=== Your instructions ===
Starting at the line that contains "let err = config", return every line through the end of the entries below, exactly and with nothing else.

[Stored data entries]

----------------------------------------

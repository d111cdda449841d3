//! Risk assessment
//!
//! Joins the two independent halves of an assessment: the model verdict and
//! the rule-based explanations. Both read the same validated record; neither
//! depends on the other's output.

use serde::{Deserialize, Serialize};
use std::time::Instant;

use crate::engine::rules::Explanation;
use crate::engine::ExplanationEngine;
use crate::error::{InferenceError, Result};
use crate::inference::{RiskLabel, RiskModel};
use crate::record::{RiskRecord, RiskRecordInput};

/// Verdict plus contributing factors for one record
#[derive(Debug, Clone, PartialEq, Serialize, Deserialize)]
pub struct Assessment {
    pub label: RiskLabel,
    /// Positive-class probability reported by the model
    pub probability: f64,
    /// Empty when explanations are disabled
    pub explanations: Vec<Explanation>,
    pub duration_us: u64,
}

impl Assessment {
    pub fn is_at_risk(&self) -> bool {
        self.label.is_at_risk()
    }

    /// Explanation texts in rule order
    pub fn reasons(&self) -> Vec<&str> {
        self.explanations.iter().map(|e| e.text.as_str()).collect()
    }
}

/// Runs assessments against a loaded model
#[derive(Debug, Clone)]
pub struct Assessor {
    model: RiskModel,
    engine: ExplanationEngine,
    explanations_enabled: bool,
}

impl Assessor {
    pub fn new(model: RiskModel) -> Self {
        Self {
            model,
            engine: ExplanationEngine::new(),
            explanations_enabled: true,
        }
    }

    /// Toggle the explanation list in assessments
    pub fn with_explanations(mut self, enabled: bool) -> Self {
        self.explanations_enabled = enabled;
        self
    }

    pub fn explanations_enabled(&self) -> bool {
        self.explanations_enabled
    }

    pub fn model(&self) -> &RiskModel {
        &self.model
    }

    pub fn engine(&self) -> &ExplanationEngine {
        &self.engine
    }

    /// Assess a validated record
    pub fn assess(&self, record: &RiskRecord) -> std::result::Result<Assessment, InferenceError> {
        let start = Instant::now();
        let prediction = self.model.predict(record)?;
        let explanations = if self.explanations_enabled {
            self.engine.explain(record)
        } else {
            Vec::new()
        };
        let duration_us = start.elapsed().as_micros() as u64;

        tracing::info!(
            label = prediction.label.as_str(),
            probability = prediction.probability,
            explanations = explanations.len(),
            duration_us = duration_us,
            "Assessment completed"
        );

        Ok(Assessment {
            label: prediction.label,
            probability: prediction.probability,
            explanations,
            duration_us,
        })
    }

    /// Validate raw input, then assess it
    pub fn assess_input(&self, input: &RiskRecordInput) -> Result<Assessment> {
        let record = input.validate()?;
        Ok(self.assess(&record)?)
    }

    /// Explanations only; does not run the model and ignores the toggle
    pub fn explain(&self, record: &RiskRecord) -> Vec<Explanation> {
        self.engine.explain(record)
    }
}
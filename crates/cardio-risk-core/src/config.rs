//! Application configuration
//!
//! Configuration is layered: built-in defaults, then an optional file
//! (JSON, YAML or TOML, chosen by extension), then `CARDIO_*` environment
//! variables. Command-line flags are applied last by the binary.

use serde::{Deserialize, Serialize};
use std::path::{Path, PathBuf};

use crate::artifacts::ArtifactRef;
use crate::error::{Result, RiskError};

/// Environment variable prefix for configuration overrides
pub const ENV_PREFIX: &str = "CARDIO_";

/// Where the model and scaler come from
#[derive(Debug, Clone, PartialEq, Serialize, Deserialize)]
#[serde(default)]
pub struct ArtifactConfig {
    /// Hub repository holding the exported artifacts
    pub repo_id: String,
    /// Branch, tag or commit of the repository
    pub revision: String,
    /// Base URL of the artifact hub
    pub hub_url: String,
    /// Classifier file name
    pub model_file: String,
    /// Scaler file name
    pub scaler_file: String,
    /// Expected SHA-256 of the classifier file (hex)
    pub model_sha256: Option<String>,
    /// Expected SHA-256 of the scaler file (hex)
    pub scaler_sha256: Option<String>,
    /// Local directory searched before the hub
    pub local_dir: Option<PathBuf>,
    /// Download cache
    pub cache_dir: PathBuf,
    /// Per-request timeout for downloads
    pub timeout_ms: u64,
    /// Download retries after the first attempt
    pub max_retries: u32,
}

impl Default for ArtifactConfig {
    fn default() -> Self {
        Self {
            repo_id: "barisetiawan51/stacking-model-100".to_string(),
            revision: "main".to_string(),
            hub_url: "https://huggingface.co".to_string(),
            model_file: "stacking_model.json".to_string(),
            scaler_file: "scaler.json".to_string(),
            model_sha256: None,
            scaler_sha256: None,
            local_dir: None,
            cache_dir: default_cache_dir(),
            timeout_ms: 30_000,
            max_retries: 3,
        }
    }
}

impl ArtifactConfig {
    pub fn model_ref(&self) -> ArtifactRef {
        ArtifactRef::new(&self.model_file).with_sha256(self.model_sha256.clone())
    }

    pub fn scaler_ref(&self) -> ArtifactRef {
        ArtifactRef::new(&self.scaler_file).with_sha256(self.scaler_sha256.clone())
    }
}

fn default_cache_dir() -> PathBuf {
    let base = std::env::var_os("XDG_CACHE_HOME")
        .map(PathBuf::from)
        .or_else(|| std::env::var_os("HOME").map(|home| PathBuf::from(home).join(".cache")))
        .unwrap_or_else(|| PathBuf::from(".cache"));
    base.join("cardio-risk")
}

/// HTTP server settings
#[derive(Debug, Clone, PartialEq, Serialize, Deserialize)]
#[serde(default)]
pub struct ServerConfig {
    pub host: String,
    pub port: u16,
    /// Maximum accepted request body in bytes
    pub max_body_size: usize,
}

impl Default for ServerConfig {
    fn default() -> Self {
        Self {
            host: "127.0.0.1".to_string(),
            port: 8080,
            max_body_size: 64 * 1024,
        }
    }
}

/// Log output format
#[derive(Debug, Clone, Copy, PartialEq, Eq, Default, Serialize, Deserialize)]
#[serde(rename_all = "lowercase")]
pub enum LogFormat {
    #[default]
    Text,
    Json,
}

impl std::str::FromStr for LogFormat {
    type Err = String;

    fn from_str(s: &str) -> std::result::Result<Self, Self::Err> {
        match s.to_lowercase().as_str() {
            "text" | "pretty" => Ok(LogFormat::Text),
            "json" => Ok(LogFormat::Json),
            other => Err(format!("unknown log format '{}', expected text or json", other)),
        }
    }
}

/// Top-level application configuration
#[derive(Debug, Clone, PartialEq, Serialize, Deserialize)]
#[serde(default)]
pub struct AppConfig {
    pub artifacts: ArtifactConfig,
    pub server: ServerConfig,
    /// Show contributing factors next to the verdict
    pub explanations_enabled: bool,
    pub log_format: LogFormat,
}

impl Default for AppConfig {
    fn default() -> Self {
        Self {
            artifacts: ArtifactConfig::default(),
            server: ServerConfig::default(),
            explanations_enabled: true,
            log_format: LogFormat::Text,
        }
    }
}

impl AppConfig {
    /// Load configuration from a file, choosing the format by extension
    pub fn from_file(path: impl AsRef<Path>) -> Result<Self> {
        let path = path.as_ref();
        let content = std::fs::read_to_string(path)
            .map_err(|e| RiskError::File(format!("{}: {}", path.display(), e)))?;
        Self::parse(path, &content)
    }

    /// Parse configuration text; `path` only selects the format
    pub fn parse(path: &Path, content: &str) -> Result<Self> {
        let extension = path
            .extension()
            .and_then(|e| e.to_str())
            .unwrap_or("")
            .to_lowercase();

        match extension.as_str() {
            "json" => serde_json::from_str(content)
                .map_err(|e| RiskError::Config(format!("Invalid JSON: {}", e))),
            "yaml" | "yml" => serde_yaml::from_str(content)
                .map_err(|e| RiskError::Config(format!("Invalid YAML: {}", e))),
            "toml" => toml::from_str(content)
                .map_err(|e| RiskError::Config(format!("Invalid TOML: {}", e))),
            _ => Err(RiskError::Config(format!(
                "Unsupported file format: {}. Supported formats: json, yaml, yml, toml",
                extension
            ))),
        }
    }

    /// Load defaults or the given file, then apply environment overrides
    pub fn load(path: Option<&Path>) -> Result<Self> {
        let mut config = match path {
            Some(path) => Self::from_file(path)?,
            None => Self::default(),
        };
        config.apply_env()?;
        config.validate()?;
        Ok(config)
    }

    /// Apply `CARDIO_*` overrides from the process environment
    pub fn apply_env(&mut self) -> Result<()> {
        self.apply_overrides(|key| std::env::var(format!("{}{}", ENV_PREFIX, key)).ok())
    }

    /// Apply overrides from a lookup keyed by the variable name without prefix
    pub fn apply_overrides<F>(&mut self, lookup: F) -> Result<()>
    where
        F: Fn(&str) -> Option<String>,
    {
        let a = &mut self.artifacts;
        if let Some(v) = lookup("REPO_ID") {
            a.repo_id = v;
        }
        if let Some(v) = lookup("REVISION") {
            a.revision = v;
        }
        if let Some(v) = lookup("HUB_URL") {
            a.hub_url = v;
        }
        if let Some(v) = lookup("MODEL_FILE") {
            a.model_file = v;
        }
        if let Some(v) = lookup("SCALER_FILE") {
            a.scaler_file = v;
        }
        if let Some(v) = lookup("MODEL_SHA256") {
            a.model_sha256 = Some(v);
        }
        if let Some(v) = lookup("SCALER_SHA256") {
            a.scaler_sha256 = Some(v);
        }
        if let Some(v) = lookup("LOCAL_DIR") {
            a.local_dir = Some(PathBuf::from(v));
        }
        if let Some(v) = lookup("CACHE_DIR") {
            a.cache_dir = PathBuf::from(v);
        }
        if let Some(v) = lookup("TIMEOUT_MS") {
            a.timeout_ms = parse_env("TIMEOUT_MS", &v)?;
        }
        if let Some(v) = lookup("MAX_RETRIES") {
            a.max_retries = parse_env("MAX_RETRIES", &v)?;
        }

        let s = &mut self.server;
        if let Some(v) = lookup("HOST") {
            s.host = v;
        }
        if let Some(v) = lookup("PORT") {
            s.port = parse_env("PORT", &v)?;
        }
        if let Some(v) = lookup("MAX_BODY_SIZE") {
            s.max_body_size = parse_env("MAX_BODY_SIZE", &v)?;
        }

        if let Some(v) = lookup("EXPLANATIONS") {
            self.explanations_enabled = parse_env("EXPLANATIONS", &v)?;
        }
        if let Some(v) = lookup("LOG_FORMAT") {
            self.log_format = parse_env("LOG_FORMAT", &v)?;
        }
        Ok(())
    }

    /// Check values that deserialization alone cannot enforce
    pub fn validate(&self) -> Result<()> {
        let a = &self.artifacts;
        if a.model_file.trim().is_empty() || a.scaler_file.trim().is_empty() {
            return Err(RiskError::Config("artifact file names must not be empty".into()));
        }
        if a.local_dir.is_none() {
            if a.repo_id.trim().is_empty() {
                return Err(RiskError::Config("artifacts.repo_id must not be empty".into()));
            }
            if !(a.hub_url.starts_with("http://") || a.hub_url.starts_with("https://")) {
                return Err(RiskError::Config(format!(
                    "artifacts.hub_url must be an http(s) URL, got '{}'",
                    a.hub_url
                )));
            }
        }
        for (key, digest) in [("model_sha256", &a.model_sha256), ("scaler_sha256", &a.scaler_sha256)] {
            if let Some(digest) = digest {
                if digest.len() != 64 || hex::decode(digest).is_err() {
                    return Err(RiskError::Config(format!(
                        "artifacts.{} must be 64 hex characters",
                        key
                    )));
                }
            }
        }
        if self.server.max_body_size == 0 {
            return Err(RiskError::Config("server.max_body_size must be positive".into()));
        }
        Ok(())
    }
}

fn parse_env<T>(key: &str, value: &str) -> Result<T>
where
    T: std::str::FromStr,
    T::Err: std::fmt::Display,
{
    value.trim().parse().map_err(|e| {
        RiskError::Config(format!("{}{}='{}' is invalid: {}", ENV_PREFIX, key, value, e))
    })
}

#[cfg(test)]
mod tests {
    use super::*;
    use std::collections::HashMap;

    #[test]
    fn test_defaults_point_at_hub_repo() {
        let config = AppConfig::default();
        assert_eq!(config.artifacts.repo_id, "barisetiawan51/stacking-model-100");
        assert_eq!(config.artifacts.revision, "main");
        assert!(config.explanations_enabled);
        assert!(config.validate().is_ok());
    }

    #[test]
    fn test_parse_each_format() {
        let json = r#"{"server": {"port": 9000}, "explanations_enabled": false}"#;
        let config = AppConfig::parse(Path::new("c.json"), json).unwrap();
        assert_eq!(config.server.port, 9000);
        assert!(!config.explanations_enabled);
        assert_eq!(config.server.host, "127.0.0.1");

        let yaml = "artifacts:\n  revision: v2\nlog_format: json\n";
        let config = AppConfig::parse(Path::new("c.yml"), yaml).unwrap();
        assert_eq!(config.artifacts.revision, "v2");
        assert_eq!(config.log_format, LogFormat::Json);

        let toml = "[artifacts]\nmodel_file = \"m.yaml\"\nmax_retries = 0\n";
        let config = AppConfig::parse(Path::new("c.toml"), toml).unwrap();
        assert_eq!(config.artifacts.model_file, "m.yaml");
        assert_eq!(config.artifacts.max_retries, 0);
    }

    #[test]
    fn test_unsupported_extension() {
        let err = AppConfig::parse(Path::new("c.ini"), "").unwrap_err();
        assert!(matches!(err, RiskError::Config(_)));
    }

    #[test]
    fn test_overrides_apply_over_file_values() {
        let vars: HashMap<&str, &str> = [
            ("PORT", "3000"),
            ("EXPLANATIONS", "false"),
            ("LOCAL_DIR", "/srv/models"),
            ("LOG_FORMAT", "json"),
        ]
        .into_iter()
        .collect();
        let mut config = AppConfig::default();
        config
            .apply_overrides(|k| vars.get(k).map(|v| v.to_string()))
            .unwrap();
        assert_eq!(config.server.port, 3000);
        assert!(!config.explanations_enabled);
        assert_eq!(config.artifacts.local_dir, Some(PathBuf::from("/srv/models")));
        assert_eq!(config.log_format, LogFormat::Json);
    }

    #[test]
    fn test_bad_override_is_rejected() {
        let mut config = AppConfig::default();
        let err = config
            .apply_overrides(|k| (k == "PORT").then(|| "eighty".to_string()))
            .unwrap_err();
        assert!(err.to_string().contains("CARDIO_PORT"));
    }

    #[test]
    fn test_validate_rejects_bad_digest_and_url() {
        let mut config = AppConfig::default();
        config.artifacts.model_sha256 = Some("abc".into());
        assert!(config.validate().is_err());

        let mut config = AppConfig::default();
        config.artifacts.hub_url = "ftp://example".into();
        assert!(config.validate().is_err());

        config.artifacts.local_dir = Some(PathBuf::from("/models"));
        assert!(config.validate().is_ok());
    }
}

----------------------------------------

=== Response to the exercise ===
        let err = config
            .apply_overrides(|k| (k == "PORT").then(|| "eighty".to_string()))
            .unwrap_err();
        assert!(err.to_string().contains("CARDIO_PORT"));
    }

    #[test]
    fn test_validate_rejects_bad_digest_and_url() {
        let mut config = AppConfig::default();
        config.artifacts.model_sha256 = Some("abc".into());
        assert!(config.validate().is_err());

        let mut config = AppConfig::default();
        config.artifacts.hub_url = "ftp://example".into();
        assert!(config.validate().is_err());

        config.artifacts.local_dir = Some(PathBuf::from("/models"));
        assert!(config.validate().is_ok());
    }
}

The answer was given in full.